Hemingway, of course, honed his craft writing vignettes of only a few hundred words. These made up the content of his first published book, in our times. Anton Chekhov, O. Henry, Franz Kafka, H.P. Lovecraft, Arthur C. Clarke, Ray Bradbury, Kurt Vonnegut, Jr., and Philip K. Dick also were practitioners of this form of short story.

Back in college, being a Hemingway devotee, I practiced writing vignettes just as Papa did. Back then, it was just for practice. I never imagined there was a market for such brief stories. Maybe there wasn't back then. There certainly is now.

Today there are numerous markets for flash fiction. Most science fiction publications feature flash fiction, and some online venues—such as Flash Fiction Online and Flash Fiction Magazine—specialize in it. In the mystery field, there are online markets like Shotgun Honey, The Molotov Cocktail, and Flash Bang Mysteries. There's even a National Flash Fiction Day in the UK.

When my colleague urged me to try my hand at flash fiction, I took it as a challenge. I've written full-length novels, a novella, and longish short stories as seen in my collection Duty.
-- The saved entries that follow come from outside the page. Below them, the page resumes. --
//! Integration tests for login, logout and the current-user endpoint.

use axum::body::{Body, Bytes};
use axum::http::{Request, StatusCode, header};

use househub_auth::password::upgrade_plaintext_passwords;

use crate::helpers::TestApp;

#[tokio::test]
async fn test_login_success_sets_session_cookie() {
    let app = TestApp::new().await;
    let id = app.create_test_user("harry@hogwarts.edu", "owl", "Harry").await;

    let response = app
        .request(
            "POST",
            "/api/login",
            Some(serde_json::json!({"email": "HARRY@hogwarts.edu", "password": "owl"})),
            None,
        )
        .await;

    assert_eq!(response.status, StatusCode::OK);
    assert_eq!(
        response.body,
        serde_json::json!({
            "ok": true,
            "user": {"id": id, "email": "harry@hogwarts.edu", "name": "Harry"}
        })
    );

    let cookie = response.set_cookie().unwrap();
    assert!(cookie.starts_with("session="));
    assert!(cookie.contains("HttpOnly"));
    assert!(cookie.contains("SameSite=Lax"));
    assert!(cookie.contains("Path=/"));

    let token = response.session_token().unwrap();
    assert_eq!(app.state.sessions.resolve(&token).await, Some(id));
}

#[tokio::test]
async fn test_login_wrong_password() {
    let app = TestApp::new().await;
    app.create_test_user("a@x.com", "right", "A").await;

    let response = app
        .request(
            "POST",
            "/api/login",
            Some(serde_json::json!({"email": "a@x.com", "password": "wrong"})),
            None,
        )
        .await;

    assert_eq!(response.status, StatusCode::UNAUTHORIZED);
    assert_eq!(response.body, serde_json::json!({"error": "Invalid credentials"}));
    assert!(response.set_cookie().is_none());
    assert_eq!(app.state.sessions.active_count().await, 0);
}

#[tokio::test]
async fn test_login_unknown_email_matches_wrong_password() {
    let app = TestApp::new().await;

    let response = app
        .request(
            "POST",
            "/api/login",
            Some(serde_json::json!({"email": "nobody@x.com", "password": "pw"})),
            None,
        )
        .await;

    assert_eq!(response.status, StatusCode::UNAUTHORIZED);
    assert_eq!(response.body, serde_json::json!({"error": "Invalid credentials"}));
    assert!(response.set_cookie().is_none());
}

#[tokio::test]
async fn test_login_missing_fields() {
    let app = TestApp::new().await;

    for body in [
        serde_json::json!({"email": "a@x.com"}),
        serde_json::json!({"password": "pw"}),
        serde_json::json!({"email": "", "password": "pw"}),
        serde_json::json!({}),
    ] {
        let response = app.request("POST", "/api/login", Some(body), None).await;
        assert_eq!(response.status, StatusCode::BAD_REQUEST);
        assert_eq!(
            response.body,
            serde_json::json!({"error": "Email and password are required"})
        );
    }

    let empty = app.request_raw("POST", "/api/login", "", None).await;
    assert_eq!(empty.status, StatusCode::BAD_REQUEST);
    assert_eq!(
        empty.body,
        serde_json::json!({"error": "Email and password are required"})
    );
}

#[tokio::test]
async fn test_login_malformed_or_oversized_body() {
    let app = TestApp::new().await;

    let malformed = app.request_raw("POST", "/api/login", "{email:", None).await;
    assert_eq!(malformed.status, StatusCode::BAD_REQUEST);

    let huge = format!(r#"{{"email":"a@x.com","password":"{}"}}"#, "x".repeat(4096));
    let oversized = app.request_raw("POST", "/api/login", &huge, None).await;
    assert_eq!(oversized.status, StatusCode::BAD_REQUEST);
}

#[tokio::test(start_paused = true)]
async fn test_login_stalled_body_times_out() {
    let app = TestApp::with_config(|config| config.server.body_timeout_seconds = 1).await;

    let stalled = futures::stream::pending::<Result<Bytes, std::io::Error>>();
    let req = Request::builder()
        .method("POST")
        .uri("/api/login")
        .header(header::CONTENT_TYPE, "application/json")
        .body(Body::from_stream(stalled))
        .unwrap();

    let response = app.send(req).await;
    assert_eq!(response.status, StatusCode::BAD_REQUEST);
    assert_eq!(
        response.body,
        serde_json::json!({"error": "Request body timed out"})
    );
}

#[tokio::test]
async fn test_logout_revokes_session_and_clears_cookie() {
    let app = TestApp::new().await;
    app.create_test_user("a@x.com", "pw", "A").await;
    let token = app.login("a@x.com", "pw").await;

    let response = app.request("POST", "/api/logout", None, Some(&token)).await;
    assert_eq!(response.status, StatusCode::OK);
    assert_eq!(response.body, serde_json::json!({"ok": true}));

    let cookie = response.set_cookie().unwrap();
    assert!(cookie.starts_with("session=;"));
    assert!(cookie.contains("Max-Age=0"));

    let me = app.request("GET", "/api/me", None, Some(&token)).await;
    assert_eq!(me.status, StatusCode::UNAUTHORIZED);
}

#[tokio::test]
async fn test_logout_without_cookie_still_clears() {
    let app = TestApp::new().await;

    let response = app.request("POST", "/api/logout", None, None).await;
    assert_eq!(response.status, StatusCode::OK);
    assert_eq!(response.body, serde_json::json!({"ok": true}));
    assert!(response.set_cookie().unwrap().contains("Max-Age=0"));
}

#[tokio::test]
async fn test_me_returns_sanitized_profile() {
    let app = TestApp::new().await;
    let id = app.create_test_user("a@x.com", "pw", "Ann").await;
    let token = app.login("a@x.com", "pw").await;

    let response = app.request("GET", "/api/me", None, Some(&token)).await;
    assert_eq!(response.status, StatusCode::OK);
    assert_eq!(response.body["id"], id);
    assert_eq!(response.body["name"], "Ann");
    assert_eq!(response.body["house"], "Red");
    assert!(response.body.get("password").is_none());
}

#[tokio::test]
async fn test_me_without_session() {
    let app = TestApp::new().await;

    let none = app.request("GET", "/api/me", None, None).await;
    assert_eq!(none.status, StatusCode::UNAUTHORIZED);
    assert_eq!(none.body, serde_json::json!({"error": "Not authenticated"}));

    let bogus = app.request("GET", "/api/me", None, Some("not-a-token")).await;
    assert_eq!(bogus.status, StatusCode::UNAUTHORIZED);
}

#[tokio::test]
async fn test_me_for_missing_user() {
    let app = TestApp::new().await;
    let token = app.state.sessions.create(404).await.unwrap();

    let response = app.request("GET", "/api/me", None, Some(&token)).await;
    assert_eq!(response.status, StatusCode::NOT_FOUND);
    assert_eq!(response.body, serde_json::json!({"error": "User not found"}));
}

#[tokio::test]
async fn test_legacy_plaintext_user_can_login_after_upgrade() {
    let app = TestApp::with_users(serde_json::json!([
        {"id": 1, "name": "Old", "email": "old@x.com", "password": "legacy", "house": "Blue"}
    ]))
    .await;

    let before = app
        .request(
            "POST",
            "/api/login",
            Some(serde_json::json!({"email": "old@x.com", "password": "legacy"})),
            None,
        )
        .await;
    assert_eq!(before.status, StatusCode::UNAUTHORIZED);

    let upgraded = upgrade_plaintext_passwords(&app.state.store.users, &app.state.password_hasher)
        .await
        .unwrap();
    assert_eq!(upgraded, 1);
    assert!(
        app.users_on_disk()[0]["password"]
            .as_str()
            .unwrap()
            .starts_with("$argon2id$")
    );

    app.login("old@x.com", "legacy").await;
}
I wanted to see if I could go in the opposite direction and write something short and tight. I wanted to see how lean a story I could compose, hoping it would improve the writing of my larger works.

My first attempt at flash fiction came when I heard about a publisher seeking submissions for an anthology of weird sea stories. The story I wrote—inspired by the true story of a long lost ship that keeps reappearing every few years—came to just under 1,000 words. The next two—one about a freelance assassin's last job, the other about a workplace shooting—both came to just over 300 words each.

Whether these short pieces of fiction sell is not important. The act of writing them tight, then editing and cutting them to be even tighter, was a wonderful writing exercise. I'm looking forward to the challenge of trying my hand at more flash fiction in other genres.